(EXTRACTED MATERIAL Opens)
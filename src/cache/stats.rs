//! Cache Statistics Module
//!
//! Tracks memoization performance metrics including hits, misses, and evictions.

use serde::Serialize;

// == Cache Stats ==
/// Tracks cache performance metrics.
#[derive(Debug, Clone, Default, PartialEq, Eq, Serialize)]
pub struct CacheStats {
    /// Calls answered from the cache
    pub hits: u64,
    /// Calls that had to run the computation
    pub misses: u64,
    /// Number of entries evicted to respect capacity
    pub evictions: u64,
    /// Current number of entries in the cache
    pub total_entries: usize,
}

impl CacheStats {
    // == Constructor ==
    /// Creates a new CacheStats with all counters at zero.
    pub fn new() -> Self {
        Self::default()
    }

    // == Hit Rate ==
    /// Calculates the cache hit rate.
    ///
    /// Returns hits / (hits + misses), or 0.0 if no calls have been made.
    pub fn hit_rate(&self) -> f64 {
        let total = self.hits + self.misses;
        if total == 0 {
            0.0
        } else {
            self.hits as f64 / total as f64
        }
    }

    // == Record Hit ==
    pub fn record_hit(&mut self) {
        self.hits += 1;
    }

    // == Record Miss ==
    pub fn record_miss(&mut self) {
        self.misses += 1;
    }

    // == Record Eviction ==
    pub fn record_eviction(&mut self) {
        self.evictions += 1;
    }

    // == Update Entry Count ==
    /// Updates the total entries count.
    pub fn set_total_entries(&mut self, count: usize) {
        self.total_entries = count;
    }
}
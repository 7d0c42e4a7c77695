//! Memo Cache demo
//!
//! Wraps two small computations with bounded caches and shows which calls
//! are served from the cache and which recompute.

use std::time::Duration;

use anyhow::{anyhow, Context};
use serde_json::{json, Map, Value};
use tracing::info;
use tracing_subscriber::{layer::SubscriberExt, util::SubscriberInitExt};

use memo_cache::config::{DEFAULT_LOG_FILTER, LOG_ENV_VAR};
use memo_cache::{CallKey, Lookup, MemoConfig, Memoized, SharedMemoized};

/// Entry point for the demo.
///
/// # Startup Sequence
/// 1. Initialize tracing subscriber for logging
/// 2. Load configuration from environment variables
/// 3. Replay the `square` and `product` call sequences
/// 4. Run concurrent callers against a shared cache
#[tokio::main]
async fn main() -> anyhow::Result<()> {
    // RUST_LOG wins over MEMO_LOG; defaults to "memo_cache=info"
    tracing_subscriber::registry()
        .with(
            tracing_subscriber::EnvFilter::try_from_default_env()
                .or_else(|_| tracing_subscriber::EnvFilter::try_from_env(LOG_ENV_VAR))
                .unwrap_or_else(|_| DEFAULT_LOG_FILTER.into()),
        )
        .with(tracing_subscriber::fmt::layer())
        .init();

    let config = MemoConfig::from_env();
    info!(
        "Configuration loaded: capacity={}",
        config
            .capacity
            .map(|c| c.to_string())
            .unwrap_or_else(|| "unbounded".to_string())
    );

    run_square(&config)?;
    run_product(&config)?;
    run_shared(&config).await?;

    Ok(())
}

/// Single positional argument: 4, 5, 4 (hit), 6, 4 (evicted, recomputed).
fn run_square(config: &MemoConfig) -> anyhow::Result<()> {
    let mut square = Memoized::named(
        "square",
        |a: &i64| {
            info!("computing square({})", a);
            format!("{}^2 = {}", a, a * a)
        },
        config.capacity,
    );

    for a in [4, 5, 4, 6, 4] {
        print_lookup(&square.invoke_traced(a));
    }

    for (a, entry) in square.store().iter() {
        println!(
            "cached square({}) inserted {}ms ago",
            a,
            entry.age().num_milliseconds()
        );
    }
    println!("square stats: {}", serde_json::to_string(&square.stats())?);
    Ok(())
}

/// Two positional arguments through dynamic keys: (2,4), (2,4) hit, (1,4), (1,6), (2,4).
fn run_product(config: &MemoConfig) -> anyhow::Result<()> {
    let mut product = Memoized::named(
        "product",
        |key: &CallKey| -> anyhow::Result<String> {
            let a = key
                .arg(0)
                .and_then(|a| a.as_i64())
                .ok_or_else(|| anyhow!("product{} needs an integer first argument", key))?;
            let b = key
                .arg(1)
                .and_then(|b| b.as_i64())
                .ok_or_else(|| anyhow!("product{} needs an integer second argument", key))?;
            info!("computing product({}, {})", a, b);
            Ok(format!("{} * {} = {}", a, b, a * b))
        },
        config.capacity,
    );

    let no_kwargs = Map::new();
    for (a, b) in [(2, 4), (2, 4), (1, 4), (1, 6), (2, 4)] {
        let lookup = product.call_traced(&[json!(a), json!(b)], &no_kwargs)?;
        print_lookup(&lookup);
    }

    // Failures reach the caller and are not cached
    let bad: [Value; 1] = [json!("two")];
    if let Err(err) = product.call_traced(&bad, &no_kwargs) {
        println!("error: {:#}", err);
    }

    println!("product stats: {}", serde_json::to_string(&product.stats())?);
    Ok(())
}

/// Concurrent callers on one cache: each signature computes once.
async fn run_shared(config: &MemoConfig) -> anyhow::Result<()> {
    let slow_cube: SharedMemoized<u64, u64, _> = SharedMemoized::named(
        "slow_cube",
        |n: u64| async move {
            info!("computing slow_cube({})", n);
            tokio::time::sleep(Duration::from_millis(50)).await;
            n * n * n
        },
        config.capacity,
    );

    let mut handles = Vec::new();
    for n in [3u64, 3, 3, 4] {
        let cube = slow_cube.clone();
        handles.push(tokio::spawn(async move { (n, cube.invoke(n).await) }));
    }

    for handle in handles {
        let (n, cubed) = handle.await.context("shared cache task panicked")?;
        println!("{}^3 = {}", n, cubed);
    }

    let stats = slow_cube.stats().await;
    println!("slow_cube stats: {}", serde_json::to_string_pretty(&stats)?);
    Ok(())
}

fn print_lookup(lookup: &Lookup<String>) {
    match lookup {
        Lookup::Hit(value) => println!("from cache: {}", value),
        Lookup::Miss(value) => println!("{}", value),
    }
}
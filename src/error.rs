//! Error types for the memoizing cache
//!
//! Provides unified error handling using thiserror.
//!
//! Failures of a wrapped computation are not represented here: they use the
//! computation's own error type and reach the caller unchanged.

use thiserror::Error;

// == Memo Error Enum ==
/// Errors raised by the cache itself.
#[derive(Error, Debug, Clone, PartialEq, Eq)]
pub enum MemoError {
    /// An argument cannot be turned into a stable, comparable key
    #[error("Uncacheable argument: {0}")]
    UncacheableKey(String),

    /// A configuration value could not be parsed
    #[error("Invalid configuration: {0}")]
    InvalidConfig(String),
}

// == Result Type Alias ==
/// Convenience Result type for cache operations.
pub type Result<T> = std::result::Result<T, MemoError>;

#[cfg(test)]
mod tests {
    use super::*;

    #[test]
    fn test_error_messages() {
        let err = MemoError::UncacheableKey("args[0] is an array".to_string());
        assert_eq!(err.to_string(), "Uncacheable argument: args[0] is an array");

        let err = MemoError::InvalidConfig("MEMO_CACHE_SIZE=abc".to_string());
        assert_eq!(err.to_string(), "Invalid configuration: MEMO_CACHE_SIZE=abc");
    }

    #[test]
    fn test_error_converts_into_anyhow() {
        let err: anyhow::Error = MemoError::UncacheableKey("x".to_string()).into();
        assert!(err.downcast_ref::<MemoError>().is_some());
    }
}
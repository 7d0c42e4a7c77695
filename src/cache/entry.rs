//! Cache Entry Module
//!
//! Defines the stored value of a memoized call together with its insertion time.

use chrono::{DateTime, Utc};

// == Cache Entry ==
/// Represents a single cached result.
#[derive(Debug, Clone)]
pub struct CacheEntry<V> {
    /// The computed result
    pub value: V,
    /// When the result was inserted
    pub inserted_at: DateTime<Utc>,
}

impl<V> CacheEntry<V> {
    // == Constructor ==
    /// Creates a new entry stamped with the current time.
    pub fn new(value: V) -> Self {
        Self {
            value,
            inserted_at: Utc::now(),
        }
    }

    // == Age ==
    /// Returns how long ago the entry was inserted.
    ///
    /// Clamped to zero if the wall clock moved backwards.
    pub fn age(&self) -> chrono::Duration {
        let elapsed = Utc::now() - self.inserted_at;
        if elapsed < chrono::Duration::zero() {
            chrono::Duration::zero()
        } else {
            elapsed
        }
    }
}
(EXTRACTED MATERIAL Closes)
Look above for the line holding "self.hits += 1;". Print it and every line after it, exactly, through the line holding "run_square(&config)?;".

## RESULT OF THE TASK
        self.hits += 1;
    }

    // == Record Miss ==
    pub fn record_miss(&mut self) {
        self.misses += 1;
    }

    // == Record Eviction ==
    pub fn record_eviction(&mut self) {
        self.evictions += 1;
    }

    // == Update Entry Count ==
    /// Updates the total entries count.
    pub fn set_total_entries(&mut self, count: usize) {
        self.total_entries = count;
    }
}
repository 7d0c42e4a7c77695
//! Memo Cache demo
//!
//! Wraps two small computations with bounded caches and shows which calls
//! are served from the cache and which recompute.

use std::time::Duration;

use anyhow::{anyhow, Context};
use serde_json::{json, Map, Value};
use tracing::info;
use tracing_subscriber::{layer::SubscriberExt, util::SubscriberInitExt};

use memo_cache::config::{DEFAULT_LOG_FILTER, LOG_ENV_VAR};
use memo_cache::{CallKey, Lookup, MemoConfig, Memoized, SharedMemoized};

/// Entry point for the demo.
///
/// # Startup Sequence
/// 1. Initialize tracing subscriber for logging
/// 2. Load configuration from environment variables
/// 3. Replay the `square` and `product` call sequences
/// 4. Run concurrent callers against a shared cache
#[tokio::main]
async fn main() -> anyhow::Result<()> {
    // RUST_LOG wins over MEMO_LOG; defaults to "memo_cache=info"
    tracing_subscriber::registry()
        .with(
            tracing_subscriber::EnvFilter::try_from_default_env()
                .or_else(|_| tracing_subscriber::EnvFilter::try_from_env(LOG_ENV_VAR))
                .unwrap_or_else(|_| DEFAULT_LOG_FILTER.into()),
        )
        .with(tracing_subscriber::fmt::layer())
        .init();

    let config = MemoConfig::from_env();
    info!(
        "Configuration loaded: capacity={}",
        config
            .capacity
            .map(|c| c.to_string())
            .unwrap_or_else(|| "unbounded".to_string())
    );

    run_square(&config)?;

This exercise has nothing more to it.